From the entries below, transcribe exactly the lines between the line holding "filename crates/service/src/config.rs" and the line holding "pub const ENDPOINT_VAR: &str", inclusive; skip all other lines.

Start of Provided data

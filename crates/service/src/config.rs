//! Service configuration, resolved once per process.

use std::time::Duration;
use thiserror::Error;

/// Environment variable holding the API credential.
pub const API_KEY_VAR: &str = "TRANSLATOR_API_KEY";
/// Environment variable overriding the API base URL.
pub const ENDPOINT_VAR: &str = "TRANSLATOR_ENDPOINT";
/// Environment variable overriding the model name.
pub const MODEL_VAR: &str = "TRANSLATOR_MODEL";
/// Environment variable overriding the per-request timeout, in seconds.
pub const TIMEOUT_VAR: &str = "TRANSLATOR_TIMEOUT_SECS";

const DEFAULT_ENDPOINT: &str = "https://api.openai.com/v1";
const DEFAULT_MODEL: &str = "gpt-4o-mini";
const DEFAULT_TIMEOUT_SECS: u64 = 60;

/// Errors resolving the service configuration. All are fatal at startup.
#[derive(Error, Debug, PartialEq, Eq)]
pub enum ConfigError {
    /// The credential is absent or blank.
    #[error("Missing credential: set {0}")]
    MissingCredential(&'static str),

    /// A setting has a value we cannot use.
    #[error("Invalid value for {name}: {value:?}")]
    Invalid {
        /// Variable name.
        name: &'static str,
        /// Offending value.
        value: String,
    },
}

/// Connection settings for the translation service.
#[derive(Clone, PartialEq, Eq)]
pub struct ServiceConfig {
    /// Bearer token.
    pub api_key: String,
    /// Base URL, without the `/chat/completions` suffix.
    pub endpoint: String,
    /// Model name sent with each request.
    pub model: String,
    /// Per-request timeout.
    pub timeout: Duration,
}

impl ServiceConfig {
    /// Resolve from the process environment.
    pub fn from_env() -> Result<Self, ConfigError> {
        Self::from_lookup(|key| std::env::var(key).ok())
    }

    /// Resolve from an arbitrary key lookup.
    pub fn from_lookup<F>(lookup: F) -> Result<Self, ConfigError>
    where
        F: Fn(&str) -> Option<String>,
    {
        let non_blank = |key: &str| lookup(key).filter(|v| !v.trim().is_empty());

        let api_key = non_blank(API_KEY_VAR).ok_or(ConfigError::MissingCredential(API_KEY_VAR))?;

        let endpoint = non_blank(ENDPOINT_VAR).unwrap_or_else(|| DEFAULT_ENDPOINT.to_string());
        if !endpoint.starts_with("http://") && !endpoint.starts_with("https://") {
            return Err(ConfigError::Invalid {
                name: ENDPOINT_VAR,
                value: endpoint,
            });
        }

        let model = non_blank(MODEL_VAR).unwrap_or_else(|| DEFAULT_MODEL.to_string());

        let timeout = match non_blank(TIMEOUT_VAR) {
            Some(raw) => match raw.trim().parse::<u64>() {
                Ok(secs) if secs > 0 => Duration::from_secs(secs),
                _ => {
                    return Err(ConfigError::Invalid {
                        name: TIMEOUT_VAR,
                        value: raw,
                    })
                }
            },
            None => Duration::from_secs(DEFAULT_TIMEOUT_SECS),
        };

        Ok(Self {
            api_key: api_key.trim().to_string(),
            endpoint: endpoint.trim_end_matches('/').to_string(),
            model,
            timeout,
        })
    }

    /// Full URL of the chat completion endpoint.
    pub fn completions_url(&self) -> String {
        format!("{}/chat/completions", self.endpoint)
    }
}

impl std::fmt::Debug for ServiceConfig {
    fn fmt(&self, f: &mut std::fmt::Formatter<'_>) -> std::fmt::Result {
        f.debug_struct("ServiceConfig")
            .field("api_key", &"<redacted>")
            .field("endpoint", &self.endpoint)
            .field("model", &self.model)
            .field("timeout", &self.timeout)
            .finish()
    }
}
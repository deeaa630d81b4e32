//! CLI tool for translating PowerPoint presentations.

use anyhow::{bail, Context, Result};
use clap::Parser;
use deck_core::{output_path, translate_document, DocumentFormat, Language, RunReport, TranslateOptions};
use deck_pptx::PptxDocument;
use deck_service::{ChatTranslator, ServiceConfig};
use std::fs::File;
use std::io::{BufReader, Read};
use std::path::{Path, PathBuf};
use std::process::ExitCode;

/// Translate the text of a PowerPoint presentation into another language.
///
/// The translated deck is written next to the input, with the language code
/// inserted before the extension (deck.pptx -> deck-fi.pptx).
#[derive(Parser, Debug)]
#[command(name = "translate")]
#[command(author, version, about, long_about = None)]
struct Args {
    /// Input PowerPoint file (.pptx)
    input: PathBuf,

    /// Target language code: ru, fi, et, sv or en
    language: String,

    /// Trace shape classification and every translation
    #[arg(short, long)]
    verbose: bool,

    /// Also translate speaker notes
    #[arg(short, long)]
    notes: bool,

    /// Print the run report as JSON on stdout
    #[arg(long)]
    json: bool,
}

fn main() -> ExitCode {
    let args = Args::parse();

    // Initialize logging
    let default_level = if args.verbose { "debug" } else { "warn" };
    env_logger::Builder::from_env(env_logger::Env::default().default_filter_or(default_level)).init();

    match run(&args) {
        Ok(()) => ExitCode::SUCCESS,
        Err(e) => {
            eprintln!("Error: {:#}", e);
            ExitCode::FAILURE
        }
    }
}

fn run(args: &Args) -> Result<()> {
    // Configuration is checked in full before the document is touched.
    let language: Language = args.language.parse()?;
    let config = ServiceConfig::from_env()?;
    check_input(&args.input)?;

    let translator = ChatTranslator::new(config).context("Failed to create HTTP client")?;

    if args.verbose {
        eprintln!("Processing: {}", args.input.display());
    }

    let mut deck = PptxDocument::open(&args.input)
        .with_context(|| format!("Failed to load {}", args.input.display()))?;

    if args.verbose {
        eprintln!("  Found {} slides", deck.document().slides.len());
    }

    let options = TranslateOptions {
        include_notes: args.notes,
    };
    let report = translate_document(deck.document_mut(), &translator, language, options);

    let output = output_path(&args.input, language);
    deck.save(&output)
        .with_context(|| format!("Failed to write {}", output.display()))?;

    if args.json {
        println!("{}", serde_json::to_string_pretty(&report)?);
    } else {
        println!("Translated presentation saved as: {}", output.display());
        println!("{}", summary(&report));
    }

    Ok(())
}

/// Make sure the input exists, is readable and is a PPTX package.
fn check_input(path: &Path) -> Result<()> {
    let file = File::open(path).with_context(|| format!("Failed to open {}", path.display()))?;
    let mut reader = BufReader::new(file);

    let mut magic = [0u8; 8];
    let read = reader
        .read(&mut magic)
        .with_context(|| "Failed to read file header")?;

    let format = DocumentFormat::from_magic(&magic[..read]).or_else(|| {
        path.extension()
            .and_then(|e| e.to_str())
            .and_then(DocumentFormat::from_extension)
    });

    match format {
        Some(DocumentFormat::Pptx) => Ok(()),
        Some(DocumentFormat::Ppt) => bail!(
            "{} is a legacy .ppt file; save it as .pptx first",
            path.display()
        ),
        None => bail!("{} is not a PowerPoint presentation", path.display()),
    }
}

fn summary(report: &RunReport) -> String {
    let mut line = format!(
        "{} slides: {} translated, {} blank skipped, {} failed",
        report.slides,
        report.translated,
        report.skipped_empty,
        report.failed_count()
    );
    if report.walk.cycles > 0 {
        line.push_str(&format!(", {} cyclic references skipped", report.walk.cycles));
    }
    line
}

End of Provided data
Start of Provided data

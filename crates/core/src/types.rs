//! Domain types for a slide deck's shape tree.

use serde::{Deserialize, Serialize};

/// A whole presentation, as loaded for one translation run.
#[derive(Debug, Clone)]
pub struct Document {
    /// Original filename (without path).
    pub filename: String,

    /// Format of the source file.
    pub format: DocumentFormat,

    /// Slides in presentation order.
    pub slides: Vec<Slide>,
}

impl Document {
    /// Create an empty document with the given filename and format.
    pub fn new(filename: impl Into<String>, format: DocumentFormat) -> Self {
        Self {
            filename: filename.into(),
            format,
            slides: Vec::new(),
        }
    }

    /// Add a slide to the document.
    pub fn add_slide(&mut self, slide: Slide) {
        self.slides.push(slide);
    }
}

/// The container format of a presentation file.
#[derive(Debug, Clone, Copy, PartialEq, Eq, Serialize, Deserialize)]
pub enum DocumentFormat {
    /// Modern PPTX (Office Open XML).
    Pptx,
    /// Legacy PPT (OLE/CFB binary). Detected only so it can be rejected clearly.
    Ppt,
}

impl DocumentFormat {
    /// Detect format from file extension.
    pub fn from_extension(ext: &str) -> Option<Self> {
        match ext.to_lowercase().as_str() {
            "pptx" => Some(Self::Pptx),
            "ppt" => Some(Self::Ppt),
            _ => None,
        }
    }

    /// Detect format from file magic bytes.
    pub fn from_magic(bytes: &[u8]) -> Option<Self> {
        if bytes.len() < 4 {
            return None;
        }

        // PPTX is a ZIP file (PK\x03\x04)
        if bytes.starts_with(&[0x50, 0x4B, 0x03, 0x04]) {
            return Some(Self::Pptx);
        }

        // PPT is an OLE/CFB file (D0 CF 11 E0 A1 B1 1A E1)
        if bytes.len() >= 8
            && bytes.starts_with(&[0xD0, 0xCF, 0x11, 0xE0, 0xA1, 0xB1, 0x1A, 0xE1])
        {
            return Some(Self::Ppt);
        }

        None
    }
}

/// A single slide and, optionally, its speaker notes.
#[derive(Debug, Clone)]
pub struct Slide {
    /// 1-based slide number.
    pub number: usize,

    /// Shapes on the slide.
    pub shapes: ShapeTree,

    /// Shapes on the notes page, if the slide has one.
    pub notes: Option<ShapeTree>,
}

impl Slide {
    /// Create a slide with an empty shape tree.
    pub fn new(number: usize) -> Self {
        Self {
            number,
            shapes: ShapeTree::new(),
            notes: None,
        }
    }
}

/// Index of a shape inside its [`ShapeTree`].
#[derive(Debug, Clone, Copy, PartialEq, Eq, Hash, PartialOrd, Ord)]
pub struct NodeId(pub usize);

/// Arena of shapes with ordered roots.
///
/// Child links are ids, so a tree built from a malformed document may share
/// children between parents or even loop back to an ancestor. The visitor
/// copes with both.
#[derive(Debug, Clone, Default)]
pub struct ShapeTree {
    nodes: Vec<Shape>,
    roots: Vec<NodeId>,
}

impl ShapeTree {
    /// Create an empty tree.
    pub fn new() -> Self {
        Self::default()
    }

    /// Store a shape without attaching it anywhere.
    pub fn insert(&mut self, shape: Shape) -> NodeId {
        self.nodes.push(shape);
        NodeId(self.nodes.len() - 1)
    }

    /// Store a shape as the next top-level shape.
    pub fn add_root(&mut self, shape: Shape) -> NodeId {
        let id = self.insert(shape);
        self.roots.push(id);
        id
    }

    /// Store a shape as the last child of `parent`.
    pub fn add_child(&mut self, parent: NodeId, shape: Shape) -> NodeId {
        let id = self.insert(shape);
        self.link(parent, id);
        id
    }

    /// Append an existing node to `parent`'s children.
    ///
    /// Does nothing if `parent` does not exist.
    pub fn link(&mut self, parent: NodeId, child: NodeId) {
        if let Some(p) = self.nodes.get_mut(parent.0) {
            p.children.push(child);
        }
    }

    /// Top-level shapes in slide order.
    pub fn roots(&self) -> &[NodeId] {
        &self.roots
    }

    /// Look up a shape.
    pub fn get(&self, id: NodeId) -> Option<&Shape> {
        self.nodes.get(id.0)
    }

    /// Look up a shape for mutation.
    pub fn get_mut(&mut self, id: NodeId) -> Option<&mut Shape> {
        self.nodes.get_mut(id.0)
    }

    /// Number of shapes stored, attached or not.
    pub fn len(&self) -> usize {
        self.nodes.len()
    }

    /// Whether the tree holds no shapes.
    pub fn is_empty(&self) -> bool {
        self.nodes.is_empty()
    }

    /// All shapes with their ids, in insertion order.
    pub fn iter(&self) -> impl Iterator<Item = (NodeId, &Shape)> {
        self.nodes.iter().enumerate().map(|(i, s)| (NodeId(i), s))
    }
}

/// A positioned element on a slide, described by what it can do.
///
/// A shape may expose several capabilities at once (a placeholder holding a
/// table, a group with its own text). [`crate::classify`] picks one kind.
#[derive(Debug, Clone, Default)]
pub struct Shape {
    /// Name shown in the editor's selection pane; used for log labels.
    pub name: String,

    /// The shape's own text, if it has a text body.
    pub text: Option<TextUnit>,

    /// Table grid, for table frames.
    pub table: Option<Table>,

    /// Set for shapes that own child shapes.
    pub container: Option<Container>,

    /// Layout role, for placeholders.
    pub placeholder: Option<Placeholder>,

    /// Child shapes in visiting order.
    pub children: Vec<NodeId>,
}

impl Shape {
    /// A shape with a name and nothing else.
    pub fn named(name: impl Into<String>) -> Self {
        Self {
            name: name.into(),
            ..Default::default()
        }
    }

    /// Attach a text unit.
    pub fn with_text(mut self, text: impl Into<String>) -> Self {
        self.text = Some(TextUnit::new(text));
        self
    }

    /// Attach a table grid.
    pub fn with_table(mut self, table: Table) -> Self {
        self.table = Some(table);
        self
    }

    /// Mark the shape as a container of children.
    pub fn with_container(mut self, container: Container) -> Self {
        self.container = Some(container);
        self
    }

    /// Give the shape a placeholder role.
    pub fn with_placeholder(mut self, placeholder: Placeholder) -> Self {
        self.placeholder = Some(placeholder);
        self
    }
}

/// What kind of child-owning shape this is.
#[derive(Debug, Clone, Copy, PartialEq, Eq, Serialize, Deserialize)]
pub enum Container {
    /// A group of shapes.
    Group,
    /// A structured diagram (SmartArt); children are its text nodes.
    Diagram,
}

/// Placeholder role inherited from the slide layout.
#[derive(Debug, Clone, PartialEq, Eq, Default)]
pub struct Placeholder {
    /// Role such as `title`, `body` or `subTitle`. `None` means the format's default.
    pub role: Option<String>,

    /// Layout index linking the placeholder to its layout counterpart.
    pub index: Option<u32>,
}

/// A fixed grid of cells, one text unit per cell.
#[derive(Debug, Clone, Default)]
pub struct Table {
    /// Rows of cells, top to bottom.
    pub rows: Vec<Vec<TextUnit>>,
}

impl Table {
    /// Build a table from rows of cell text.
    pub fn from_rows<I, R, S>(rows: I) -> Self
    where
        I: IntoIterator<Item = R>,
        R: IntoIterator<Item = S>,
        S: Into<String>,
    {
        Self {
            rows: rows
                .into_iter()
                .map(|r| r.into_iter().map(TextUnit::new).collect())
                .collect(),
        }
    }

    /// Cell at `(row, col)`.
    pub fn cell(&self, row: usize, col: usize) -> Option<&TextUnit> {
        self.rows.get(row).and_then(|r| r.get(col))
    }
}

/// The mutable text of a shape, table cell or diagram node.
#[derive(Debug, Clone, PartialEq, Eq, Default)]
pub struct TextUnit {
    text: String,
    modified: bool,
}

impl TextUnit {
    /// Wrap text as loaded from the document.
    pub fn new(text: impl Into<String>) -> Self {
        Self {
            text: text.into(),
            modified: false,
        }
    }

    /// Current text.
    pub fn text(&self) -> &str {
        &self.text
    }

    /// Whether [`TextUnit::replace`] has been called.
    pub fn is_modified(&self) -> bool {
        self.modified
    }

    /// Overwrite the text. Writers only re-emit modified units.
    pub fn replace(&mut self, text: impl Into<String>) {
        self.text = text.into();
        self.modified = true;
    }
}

End of Provided data

[Task answer]
filename crates/service/src/config.rs
//! Service configuration, resolved once per process.

use std::time::Duration;
use thiserror::Error;

/// Environment variable holding the API credential.
pub const API_KEY_VAR: &str = "TRANSLATOR_API_KEY";
/// Environment variable overriding the API base URL.
pub const ENDPOINT_VAR: &str = "TRANSLATOR_ENDPOINT";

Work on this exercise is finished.